藤原竜也、演出家・長塚圭史の“やり方”に驚く??

エンタメ
2017.08.12
劇作家・演出家+俳優の、刺激的で新たな出会い。シアターコクーン・オンレパートリー2017『プレイヤー』に出演する藤原竜也さんに話をうかがいました。
俳優

昨年の映画『太陽』、今年9月公開の『散歩する侵略者』と、いまや演劇界のみならず、その作品が高く評価されている前川知大さん。その前川さんの戯曲を、これまた傑出した才能で新たな演劇の可能性を開拓し続けている長塚圭史さんが演出。このふたりの劇作家・演出家の刺激的なタッグに出演する藤原竜也さん。

「僕のなかで、昨年、蜷川(幸雄)さんが亡くなったのはすごく大きいことなんですよね。それこそ、まだ自分が何者でもない時からずっと存在していた正確な秤を失って、これからどっちに進んでいったらいいのか、自分で考えていかなければいけなくなった。もっと広い世界、いろんな演出を見て吸収した方がいいと思う、そんなタイミングで長塚さんや前川さんという才能を持った方々とやらせてもらえる。僕がこれまでやったことがなかったようなタイプの作品ですし、35歳になって新しい気持ちで挑戦できることがありがたいし、ワクワクしますよね」

同じ演劇というジャンルではあるけれど、長塚さんの稽古場は、戯曲へのアプローチの仕方から時間の使い方まですべてが新鮮だと話す。

「蜷川さんの現場では、稽古初日までにみっちり台本を読み込んできて、集まった日からすぐに立って動いて、というのが当たり前だったんですが、今回は、最初の2週間ほどはテーブル稽古で、ここのセリフを発する意味は…と話し合ったり、皆で戯曲の答えを見つけていく時間がありました。そこには前川さんも同席していたんですが、作家の目の前で戯曲の解釈を話し合うのは長塚さんにとっても挑戦なんじゃないかな。それに、稽古の前のゲーム(形式の稽古)というのもとても新鮮でしたね」

また、「僕が背負ってきた世界観や演劇的な技術を取り除いて、いい意味で楽にさせてくれている」とも。

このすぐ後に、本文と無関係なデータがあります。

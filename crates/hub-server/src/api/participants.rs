use crate::state::AppState;
use axum::{extract::State, Json};
use hub_protocol::{ParticipantData, ParticipantsResponse, PublicationData};

/// Who is connected and which tracks are being fanned out to whom
pub async fn list_participants(State(state): State<AppState>) -> Json<ParticipantsResponse> {
    let participants = state
        .registry
        .snapshot()
        .await
        .iter()
        .map(|p| ParticipantData {
            id: p.id.to_string(),
            joined_at: p.joined_at,
        })
        .collect();

    let mut publications = vec![];
    for publication in state.engine.publications().await {
        let track = publication.track();
        publications.push(PublicationData {
            publisher_id: publication.publisher_id().to_string(),
            track_id: track.id.clone(),
            stream_id: track.stream_id.clone(),
            kind: track.kind.as_str().to_string(),
            subscribers: publication
                .subscribers()
                .await
                .iter()
                .map(|id| id.to_string())
                .collect(),
        });
    }
    publications.sort_by(|a, b| {
        (&a.publisher_id, &a.track_id).cmp(&(&b.publisher_id, &b.track_id))
    });

    Json(ParticipantsResponse {
        participants,
        publications,
    })
}
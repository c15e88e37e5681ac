use crate::error::{AppError, Result};
use crate::state::AppState;
use axum::{
    body::Bytes,
    extract::{Query, State},
    Json,
};
use hub_protocol::{signal, OfferParams, OfferRequest, OfferResponse};

/// `POST /offer?peerId=<id>`
///
/// The body is decoded leniently (no content type required) so that plain
/// `fetch` clients keep working.
pub async fn offer(
    State(state): State<AppState>,
    Query(params): Query<OfferParams>,
    body: Bytes,
) -> Result<Json<OfferResponse>> {
    let peer_id = params
        .peer_id
        .filter(|id| !id.trim().is_empty())
        .ok_or_else(|| AppError::malformed("Missing peerId query parameter"))?;

    let request: OfferRequest = serde_json::from_slice(&body)
        .map_err(|e| AppError::malformed(format!("Failed to decode request body: {}", e)))?;

    let offer = signal::decode_offer(&request.offer)
        .map_err(|e| AppError::malformed(format!("Invalid offer: {}", e)))?;

    tracing::info!(participant_id = %peer_id, "Received offer");

    let answer = state.handshake.join(&peer_id, offer).await?;
    let encoded = signal::encode(&answer).map_err(|e| AppError::Internal(e.into()))?;

    Ok(Json(OfferResponse { offer: encoded }))
}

「長塚さんは『ご主役をいろいろやられてきた方ですけれど、そういう責めたり当てたりする芝居はしなくていいです』とか、『王室のシーンをたくさん演じてこられたとは思いますが、ここはいわゆる地方の公共劇場で、売れかけの俳優という設定ですので、ご理解ください』とかおっしゃるんですよ。言われるたびに、言い方…って思ってますけど、稽古場を盛り上げてくれてます(笑)」

物語の舞台は、地方の公共劇場。そこで上演される舞台の稽古のために集められたメンバーが、とある戯曲を演じていくうち、その劇中の世界に取り込まれていくというもの。

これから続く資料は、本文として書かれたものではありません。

//! Offer/answer exchange for joining participants

use hub_protocol::SessionDescription;
use std::sync::{Arc, Weak};
use std::time::Duration;
use tokio_util::sync::CancellationToken;

use super::forwarder::ForwardingEngine;
use super::registry::{Participant, Registry};
use super::session::{ParticipantId, Session, SessionFactory};
use crate::error::{AppError, Result};

#[derive(Debug, Clone, Copy, PartialEq, Eq)]
pub enum HandshakeState {
    Received,
    SessionCreated,
    RemoteDescriptionSet,
    AnswerCreated,
    LocalDescriptionSet,
    GatheringComplete,
    Registered,
    Failed,
}

/// Progress of one join. Dropping it before `Registered` (error, timeout or
/// the caller going away) closes the half-built session.
struct JoinAttempt {
    participant_id: ParticipantId,
    state: HandshakeState,
    session: Option<Arc<dyn Session>>,
    cancel: CancellationToken,
}

impl JoinAttempt {
    fn new(participant_id: ParticipantId, cancel: CancellationToken) -> Self {
        tracing::debug!(participant_id = %participant_id, "Offer received");
        Self {
            participant_id,
            state: HandshakeState::Received,
            session: None,
            cancel,
        }
    }

    fn advance(&mut self, state: HandshakeState) {
        tracing::debug!(
            participant_id = %self.participant_id,
            from = ?self.state,
            to = ?state,
            "Handshake advanced"
        );
        self.state = state;
    }
}

impl Drop for JoinAttempt {
    fn drop(&mut self) {
        if self.state == HandshakeState::Registered {
            return;
        }

        tracing::warn!(
            participant_id = %self.participant_id,
            at = ?self.state,
            "Handshake failed"
        );
        self.state = HandshakeState::Failed;
        self.cancel.cancel();

        if let Some(session) = self.session.take() {
            if let Ok(handle) = tokio::runtime::Handle::try_current() {
                handle.spawn(async move {
                    if let Err(e) = session.close().await {
                        tracing::warn!("Error closing abandoned session: {}", e);
                    }
                });
            }
        }
    }
}

pub struct SignalingHandshake {
    factory: Arc<dyn SessionFactory>,
    registry: Arc<Registry>,
    engine: Arc<ForwardingEngine>,
    gather_timeout: Duration,
}

impl SignalingHandshake {
    pub fn new(
        factory: Arc<dyn SessionFactory>,
        registry: Arc<Registry>,
        engine: Arc<ForwardingEngine>,
        gather_timeout: Duration,
    ) -> Self {
        Self {
            factory,
            registry,
            engine,
            gather_timeout,
        }
    }

    /// Negotiate a session for `participant_id` and register it.
    ///
    /// Returns the final local description once candidate gathering is done.
    /// Nothing is registered unless the whole exchange succeeds.
    pub async fn join(
        &self,
        participant_id: &str,
        offer: SessionDescription,
    ) -> Result<SessionDescription> {
        let id = ParticipantId::parse(participant_id)?;

        let session = self
            .factory
            .create_session()
            .await
            .map_err(AppError::negotiation)?;
        let participant = Participant::new(id.clone(), Arc::clone(&session));

        let mut attempt = JoinAttempt::new(id.clone(), participant.cancellation().clone());
        attempt.session = Some(Arc::clone(&session));
        attempt.advance(HandshakeState::SessionCreated);

        // Observers go in before any media can flow
        self.wire(&participant);

        let answer = self
            .negotiate(&mut attempt, session.as_ref(), offer)
            .await?;

        // A transport that died during the exchange found nothing to remove
        if participant.is_gone() {
            return Err(AppError::negotiation("session closed before registration"));
        }
        let session_key = participant.session_key();
        let registered = self.registry.add(participant).await;
        if registered.is_gone() {
            self.registry.remove_session(&id, session_key).await;
            return Err(AppError::negotiation("session closed before registration"));
        }
        attempt.advance(HandshakeState::Registered);

        tracing::info!(participant_id = %id, "Participant joined");
        Ok(answer)
    }

    async fn negotiate(
        &self,
        attempt: &mut JoinAttempt,
        session: &dyn Session,
        offer: SessionDescription,
    ) -> Result<SessionDescription> {
        session
            .set_remote_description(offer)
            .await
            .map_err(AppError::negotiation)?;
        attempt.advance(HandshakeState::RemoteDescriptionSet);

        let answer = session
            .create_answer()
            .await
            .map_err(AppError::negotiation)?;
        attempt.advance(HandshakeState::AnswerCreated);

        let mut gathered = session.gathering_complete().await;

        session
            .set_local_description(answer)
            .await
            .map_err(AppError::negotiation)?;
        attempt.advance(HandshakeState::LocalDescriptionSet);

        tokio::select! {
            _ = gathered.recv() => {}
            _ = attempt.cancel.cancelled() => {
                return Err(AppError::negotiation("session closed during ICE gathering"));
            }
            _ = tokio::time::sleep(self.gather_timeout) => {
                return Err(AppError::negotiation(format!(
                    "ICE gathering timed out after {:?}",
                    self.gather_timeout
                )));
            }
        }
        attempt.advance(HandshakeState::GatheringComplete);

        session.local_description().await.ok_or_else(|| {
            AppError::negotiation("local description unavailable after ICE gathering")
        })
    }

    /// Hook the session's track and state callbacks up to the engine and
    /// registry. Both hold weak references so a lingering session cannot keep
    /// them alive.
    fn wire(&self, participant: &Participant) {
        let engine: Weak<ForwardingEngine> = Arc::downgrade(&self.engine);
        let publisher_id = participant.id.clone();
        let publisher_cancel = participant.cancellation().clone();

        participant.session.on_inbound_track(Arc::new(move |track| {
            let Some(engine) = engine.upgrade() else {
                return;
            };
            if publisher_cancel.is_cancelled() {
                return;
            }
            let publisher_id = publisher_id.clone();
            let publisher_cancel = publisher_cancel.clone();
            tokio::spawn(async move {
                engine.publish(publisher_id, &publisher_cancel, track).await;
            });
        }));

        let registry: Weak<Registry> = Arc::downgrade(&self.registry);
        let id = participant.id.clone();
        let session_key = participant.session_key();
        let cancel = participant.cancellation().clone();

        participant.session.on_state_change(Arc::new(move |state| {
            tracing::info!(participant_id = %id, ?state, "Connection state has changed");
            if !state.is_terminal() {
                return;
            }

            cancel.cancel();
            let Some(registry) = registry.upgrade() else {
                return;
            };
            let id = id.clone();
            tokio::spawn(async move {
                registry.remove_session(&id, session_key).await;
            });
        }));
    }
}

「僕らの仕事って、劇作家の言葉を自分の肉体を使って現代のお客さんに伝える役割。寺山(修司)さんの言葉を肉体化させることに必死になっていた若い頃には、戯曲の世界に自分自身を没入させるしかなくて、それは、どこか死者の言葉に取り込まれていくのと近い感覚だったのかなと思うんですよ。ただ、少しずつ経験を積んで、いまは役に没入しながらも、同時に冷静に見つめる自分もいる。そういう僕らの日常と、劇世界とをリンクさせながら、最終的に思いもよらない世界を見せてくれるのが今回の作品。稽古をすればするほど、面白くなっていってます」

ふじわら・たつや 1997年に蜷川幸雄演出の舞台『身毒丸』でデビュー。現在、主演映画『22年目の告白‐私が殺人犯です‐』が大ヒット中。主演ドラマ『リバース』のDVD&Blu-rayは10月25日発売。

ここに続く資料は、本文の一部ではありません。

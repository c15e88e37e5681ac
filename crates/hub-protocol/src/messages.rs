use serde::{Deserialize, Serialize};

use crate::types::{IceServer, ParticipantData, PublicationData};

/// Query string of `POST /offer`
#[derive(Debug, Clone, Default, Serialize, Deserialize)]
pub struct OfferParams {
    #[serde(rename = "peerId")]
    pub peer_id: Option<String>,
}

/// Body of `POST /offer`
///
/// `offer` is either a raw SDP string or a base64 encoded JSON session
/// description (see [`crate::signal::decode_offer`]).
#[derive(Debug, Clone, Serialize, Deserialize)]
pub struct OfferRequest {
    pub offer: String,
}

/// Response of `POST /offer`
///
/// The field is named `offer` for compatibility with existing clients even
/// though it carries the hub's answer, base64 encoded JSON.
#[derive(Debug, Clone, Serialize, Deserialize)]
pub struct OfferResponse {
    pub offer: String,
}

/// Error body returned by every failing endpoint
#[derive(Debug, Clone, Serialize, Deserialize)]
pub struct ErrorResponse {
    pub error: String,
}

#[derive(Debug, Clone, Serialize, Deserialize)]
pub struct ParticipantsResponse {
    pub participants: Vec<ParticipantData>,
    pub publications: Vec<PublicationData>,
}

#[derive(Debug, Clone, Serialize, Deserialize)]
pub struct IceServersResponse {
    pub ice_servers: Vec<IceServer>,
}
// Copyright (c) 2025, Jason Jenkins
// SPDX-License-Identifier: BSD-3-Clause

//! Raster output: the drawing surface and the badge compositor.

pub mod compositor;
pub mod surface;
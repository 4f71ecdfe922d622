// Copyright (c) 2025, Jason Jenkins
// SPDX-License-Identifier: BSD-3-Clause

//! Output raster with a scoped clip region.

use crate::util::geometry::PixelRect;
use image::{Pixel, Rgba, RgbaImage};
use std::ops::{Deref, DerefMut};

/// RGBA drawing surface. Draw calls never touch pixels outside the clip.
#[derive(Debug)]
pub struct Surface {
    pixels: RgbaImage,
    clip: PixelRect,
}

impl Surface {
    pub fn new(width: u32, height: u32) -> Self {
        Self {
            pixels: RgbaImage::new(width, height),
            clip: PixelRect::new(0, 0, width as i64, height as i64),
        }
    }

    pub fn width(&self) -> u32 {
        self.pixels.width()
    }

    pub fn height(&self) -> u32 {
        self.pixels.height()
    }

    pub fn image(&self) -> &RgbaImage {
        &self.pixels
    }

    pub fn clip(&self) -> PixelRect {
        self.clip
    }

    fn bounds(&self) -> PixelRect {
        PixelRect::new(0, 0, self.width() as i64, self.height() as i64)
    }

    /// Reallocate to `width`×`height` if the size differs. Returns true if it did.
    pub fn ensure_size(&mut self, width: u32, height: u32) -> bool {
        if self.pixels.dimensions() == (width, height) {
            return false;
        }
        *self = Self::new(width, height);
        true
    }

    /// Make every pixel transparent, ignoring the clip.
    pub fn clear(&mut self) {
        for pixel in self.pixels.pixels_mut() {
            *pixel = Rgba([0, 0, 0, 0]);
        }
    }

    /// Narrow the clip to `rect` until the returned guard is dropped.
    pub fn clipped(&mut self, rect: PixelRect) -> ClipGuard<'_> {
        let saved = self.clip;
        self.clip = saved.intersect(&rect);
        ClipGuard {
            surface: self,
            saved,
        }
    }

    /// Source-over `src` with its top-left corner at (`x`, `y`).
    pub fn draw_image(&mut self, src: &RgbaImage, x: i64, y: i64) {
        let target = PixelRect::new(x, y, src.width() as i64, src.height() as i64)
            .intersect(&self.clip)
            .intersect(&self.bounds());
        if target.is_empty() {
            return;
        }
        for dy in target.y..target.bottom() {
            for dx in target.x..target.right() {
                let s = src.get_pixel((dx - x) as u32, (dy - y) as u32);
                let d = self.pixels.get_pixel_mut(dx as u32, dy as u32);
                match s[3] {
                    0 => {}
                    255 => *d = *s,
                    _ => d.blend(s),
                }
            }
        }
    }
}

/// Restores the previous clip when dropped.
pub struct ClipGuard<'a> {
    surface: &'a mut Surface,
    saved: PixelRect,
}

impl Deref for ClipGuard<'_> {
    type Target = Surface;

    fn deref(&self) -> &Surface {
        &*self.surface
    }
}

impl DerefMut for ClipGuard<'_> {
    fn deref_mut(&mut self) -> &mut Surface {
        &mut *self.surface
    }
}

impl Drop for ClipGuard<'_> {
    fn drop(&mut self) {
        self.surface.clip = self.saved;
    }
}
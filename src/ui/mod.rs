// Copyright (c) 2025, Jason Jenkins
// SPDX-License-Identifier: BSD-3-Clause

//! UI components for the Badge Maker application.

pub mod canvas;
pub mod controls;
pub mod toolbar;
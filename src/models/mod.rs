// Copyright (c) 2025, Jason Jenkins
// SPDX-License-Identifier: BSD-3-Clause

//! Data model: templates, photo placement, gestures and the editing session.

pub mod gesture;
pub mod placement;
pub mod session;
pub mod template;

地方都市の公共劇場で、『PLAYER』という戯曲が上演されることになった。劇中劇と稽古場の2つの世界が行き来するうち、次第にその境目が曖昧になって…。8月4日(金)~27日(日) 渋谷・Bunkamura シアターコクーン 作/前川知大 演出/長塚圭史 出演/藤原竜也、仲村トオル、成海璃子、シルビア・グラブ、峯村リエ、高橋努、安井順平、村川絵梨、長井短、大鶴佐助、本折最強さとし、櫻井章喜、木場勝己、真飛聖 S席1万500円 A席8500円 コクーンシート5500円*すべて税込み Bunkamura TEL:03・3477・3244 大阪、静岡公演あり。
http://www.bunkamura.co.jp/

※『anan』2017年8月9日号より。写真・小笠原真紀 スタイリスト・小林 新(UM) ヘア&メイク・赤塚修二(メーキャップルーム) インタビュー、文・望月リサ

(by anan編集部)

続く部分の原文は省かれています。